What if the little green men that are commonly perceived as a typical "alien" are really just humans, but from a different period in the evolutionary timeline?
During a recent interview with BBC's Science Focus magazine, Simon Conway Morris, an evolutionary palaeobiologist at the institution's Department of Earth Sciences, said that researchers can say with "reasonable confidence" that human-like evolution has occurred in other parts of the universe and isn't just locked to Earth. Science Focus explains that this thought is derived from the theory of convergent evolution, which is "random effects eventually average out so that evolution converges, tending to produce similar organisms in any given environment."
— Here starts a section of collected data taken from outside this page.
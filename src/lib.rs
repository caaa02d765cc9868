//! gotcha - aggregation, discovery caching and CI reporting for Go test runs
//!
//! gotcha consumes the line-oriented JSON event stream written by
//! `go test -json`, keeps a live package → test → subtest tree of the run,
//! remembers how many tests earlier runs found so progress can be sized up
//! front, and keeps a single summary comment on a review thread up to date.
//!
//! # Architecture
//!
//! - [`event`]: decoding of the event stream
//! - [`aggregator`]: the live run tree, snapshots and the final summary
//! - [`summary`]: the final summary and its plain-text renderings
//! - [`cache`]: the persistent discovery cache and run history
//! - [`comment`]: create-or-update of the tracked review comment
//! - [`job_summary`]: appending results to the CI job summary
//! - [`cancel`]: cancellation of in-flight network work
//! - [`config`]: `.gotcha.toml` and environment settings
//! - [`commands`]: the user-facing subcommands
//! - [`ui`]: user interface abstraction for output
//! - [`error`]: Error types and Result alias
//!
//! # Cache Format
//!
//! The cache lives in `.cache/cache.json` under the project root. It is a
//! pretty-printed JSON document, rewritten atomically on every change.
//! Deleting it is always safe.
//!
//! # Example
//!
//! ```
//! use gotcha::aggregator::EventAggregator;
//! use gotcha::event::EventReader;
//!
//! # fn main() -> gotcha::error::Result<()> {
//! let stream = concat!(
//!     "{\"Action\":\"run\",\"Package\":\"example.com/p\",\"Test\":\"TestA\"}\n",
//!     "{\"Action\":\"pass\",\"Package\":\"example.com/p\",\"Test\":\"TestA\",\"Elapsed\":0.01}\n",
//! );
//!
//! let mut aggregator = EventAggregator::new();
//! for event in EventReader::new(stream.as_bytes()) {
//!     aggregator.ingest(event?)?;
//! }
//! let summary = aggregator.finalize()?;
//! assert_eq!(summary.passed.len(), 1);
//! # Ok(())
//! # }
//! ```

pub mod aggregator;
pub mod cache;
pub mod cancel;
pub mod commands;
pub mod comment;
pub mod config;
pub mod error;
pub mod event;
pub mod job_summary;
pub mod summary;
pub mod ui;

pub use error::{Error, Result};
An example of this would be flight, which "has evolved independently on Earth at least four times - in birds, bats, insects and pterosaurs." Essentially, the theory points towards evolution itself being a law of nature, which would mean that it happens on other planets in the universe, and thus, human-like evolution may be happening on distant planets around the universe right now. Morris goes on to say that if there is alien life out there, it would have evolved in ways "analogous to a human."
Morris said, "One can say with reasonable confidence that the likelihood of something analogous to a human evolving is really pretty high. And given the number of potential planets that we now have good reason to think exist, even if the dice only come up the right way every 1 in 100 throws, that still leads to a very large number of intelligences scattered around, that are likely to be similar to us."